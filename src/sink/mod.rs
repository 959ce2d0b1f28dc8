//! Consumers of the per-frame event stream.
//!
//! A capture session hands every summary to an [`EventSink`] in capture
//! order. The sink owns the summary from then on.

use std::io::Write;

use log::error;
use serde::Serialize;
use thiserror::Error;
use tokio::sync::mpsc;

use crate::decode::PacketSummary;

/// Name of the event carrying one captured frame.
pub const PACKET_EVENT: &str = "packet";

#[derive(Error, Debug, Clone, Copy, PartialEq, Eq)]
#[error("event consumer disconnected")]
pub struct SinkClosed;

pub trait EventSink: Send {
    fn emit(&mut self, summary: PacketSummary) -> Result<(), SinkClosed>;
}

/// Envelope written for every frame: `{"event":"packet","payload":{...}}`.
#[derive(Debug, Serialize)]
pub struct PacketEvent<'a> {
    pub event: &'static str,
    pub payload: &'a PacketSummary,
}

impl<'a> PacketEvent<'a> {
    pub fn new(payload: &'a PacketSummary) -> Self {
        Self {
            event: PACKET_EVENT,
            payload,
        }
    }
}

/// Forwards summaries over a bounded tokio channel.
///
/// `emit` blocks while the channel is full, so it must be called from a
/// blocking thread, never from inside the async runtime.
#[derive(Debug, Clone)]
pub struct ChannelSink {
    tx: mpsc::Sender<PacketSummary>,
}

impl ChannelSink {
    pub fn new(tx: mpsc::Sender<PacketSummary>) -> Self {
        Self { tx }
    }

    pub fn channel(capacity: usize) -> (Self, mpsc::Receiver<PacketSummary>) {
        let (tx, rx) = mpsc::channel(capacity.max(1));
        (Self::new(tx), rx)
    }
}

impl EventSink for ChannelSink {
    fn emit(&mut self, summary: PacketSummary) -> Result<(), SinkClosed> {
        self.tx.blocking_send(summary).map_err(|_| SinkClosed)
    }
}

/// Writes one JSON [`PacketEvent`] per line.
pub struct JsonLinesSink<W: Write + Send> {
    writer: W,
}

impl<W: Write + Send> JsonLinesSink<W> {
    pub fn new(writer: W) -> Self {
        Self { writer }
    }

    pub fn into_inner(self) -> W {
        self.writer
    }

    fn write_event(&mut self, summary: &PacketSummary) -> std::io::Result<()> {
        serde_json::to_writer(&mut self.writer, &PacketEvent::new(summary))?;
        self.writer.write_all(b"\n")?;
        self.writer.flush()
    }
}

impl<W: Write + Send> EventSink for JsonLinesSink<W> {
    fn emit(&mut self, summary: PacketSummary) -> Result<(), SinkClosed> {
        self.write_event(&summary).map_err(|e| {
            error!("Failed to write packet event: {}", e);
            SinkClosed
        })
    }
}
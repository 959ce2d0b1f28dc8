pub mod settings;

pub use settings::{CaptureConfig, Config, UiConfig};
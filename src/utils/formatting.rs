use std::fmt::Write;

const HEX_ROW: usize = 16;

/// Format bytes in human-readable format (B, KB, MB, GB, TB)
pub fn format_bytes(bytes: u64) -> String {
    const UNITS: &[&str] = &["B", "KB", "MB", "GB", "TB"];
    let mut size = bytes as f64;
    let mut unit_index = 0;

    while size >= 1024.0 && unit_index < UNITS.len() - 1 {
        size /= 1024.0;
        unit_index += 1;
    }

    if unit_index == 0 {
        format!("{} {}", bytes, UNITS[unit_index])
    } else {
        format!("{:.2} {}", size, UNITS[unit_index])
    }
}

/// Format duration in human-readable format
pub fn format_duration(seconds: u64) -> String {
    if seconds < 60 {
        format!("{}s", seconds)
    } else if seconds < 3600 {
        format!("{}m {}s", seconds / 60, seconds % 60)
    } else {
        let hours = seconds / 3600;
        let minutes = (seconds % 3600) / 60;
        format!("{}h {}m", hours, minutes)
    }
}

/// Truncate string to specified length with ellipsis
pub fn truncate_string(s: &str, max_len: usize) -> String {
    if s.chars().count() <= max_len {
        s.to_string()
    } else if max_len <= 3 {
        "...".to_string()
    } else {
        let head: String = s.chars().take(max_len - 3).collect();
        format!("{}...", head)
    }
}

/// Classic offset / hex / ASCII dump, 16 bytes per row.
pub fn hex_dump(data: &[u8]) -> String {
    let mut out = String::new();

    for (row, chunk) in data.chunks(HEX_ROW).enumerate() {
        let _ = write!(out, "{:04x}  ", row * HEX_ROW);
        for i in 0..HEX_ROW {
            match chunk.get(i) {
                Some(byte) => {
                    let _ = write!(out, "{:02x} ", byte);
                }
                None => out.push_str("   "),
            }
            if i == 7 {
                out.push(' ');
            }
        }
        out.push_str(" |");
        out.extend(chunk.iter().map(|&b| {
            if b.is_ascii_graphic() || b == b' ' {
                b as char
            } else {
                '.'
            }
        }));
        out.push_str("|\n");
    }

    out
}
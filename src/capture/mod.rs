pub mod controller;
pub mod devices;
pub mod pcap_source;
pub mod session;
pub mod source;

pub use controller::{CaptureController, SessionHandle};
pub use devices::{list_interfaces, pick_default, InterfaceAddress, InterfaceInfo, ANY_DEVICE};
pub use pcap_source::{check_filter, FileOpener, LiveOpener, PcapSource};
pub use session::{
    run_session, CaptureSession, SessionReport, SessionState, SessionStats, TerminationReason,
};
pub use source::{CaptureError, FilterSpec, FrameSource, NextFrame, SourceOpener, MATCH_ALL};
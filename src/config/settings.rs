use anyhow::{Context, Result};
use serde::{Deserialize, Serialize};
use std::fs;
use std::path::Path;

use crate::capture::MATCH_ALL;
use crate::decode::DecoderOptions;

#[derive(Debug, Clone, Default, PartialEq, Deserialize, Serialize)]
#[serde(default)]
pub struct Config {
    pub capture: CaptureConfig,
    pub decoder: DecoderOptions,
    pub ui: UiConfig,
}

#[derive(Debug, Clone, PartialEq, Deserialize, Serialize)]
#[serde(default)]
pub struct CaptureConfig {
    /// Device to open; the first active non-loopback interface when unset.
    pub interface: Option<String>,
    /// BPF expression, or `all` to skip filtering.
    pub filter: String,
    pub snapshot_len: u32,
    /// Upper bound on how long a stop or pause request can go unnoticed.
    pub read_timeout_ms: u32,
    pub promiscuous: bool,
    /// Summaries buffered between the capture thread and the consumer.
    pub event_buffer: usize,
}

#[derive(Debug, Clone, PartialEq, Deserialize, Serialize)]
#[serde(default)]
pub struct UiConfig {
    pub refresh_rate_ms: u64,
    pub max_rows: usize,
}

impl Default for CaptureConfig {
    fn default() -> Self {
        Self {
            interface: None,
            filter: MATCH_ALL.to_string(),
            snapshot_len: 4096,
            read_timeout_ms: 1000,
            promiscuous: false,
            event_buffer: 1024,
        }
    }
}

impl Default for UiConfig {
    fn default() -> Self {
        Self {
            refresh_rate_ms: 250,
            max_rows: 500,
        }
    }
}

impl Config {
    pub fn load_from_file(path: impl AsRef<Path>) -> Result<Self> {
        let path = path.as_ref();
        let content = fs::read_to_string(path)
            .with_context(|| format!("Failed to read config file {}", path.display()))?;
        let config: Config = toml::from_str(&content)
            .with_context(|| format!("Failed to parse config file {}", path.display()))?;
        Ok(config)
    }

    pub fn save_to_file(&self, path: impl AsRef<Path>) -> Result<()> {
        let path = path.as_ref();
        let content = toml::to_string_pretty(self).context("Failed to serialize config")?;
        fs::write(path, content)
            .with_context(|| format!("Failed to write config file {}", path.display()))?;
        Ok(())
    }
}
● ● ● ●
Each line in the data that holds the string "emit" needs to be copied.

    fn emit(&mut self, summary: PacketSummary) -> Result<(), SinkClosed>;
/// `emit` blocks while the channel is full, so it must be called from a
    fn emit(&mut self, summary: PacketSummary) -> Result<(), SinkClosed> {
    fn emit(&mut self, summary: PacketSummary) -> Result<(), SinkClosed> {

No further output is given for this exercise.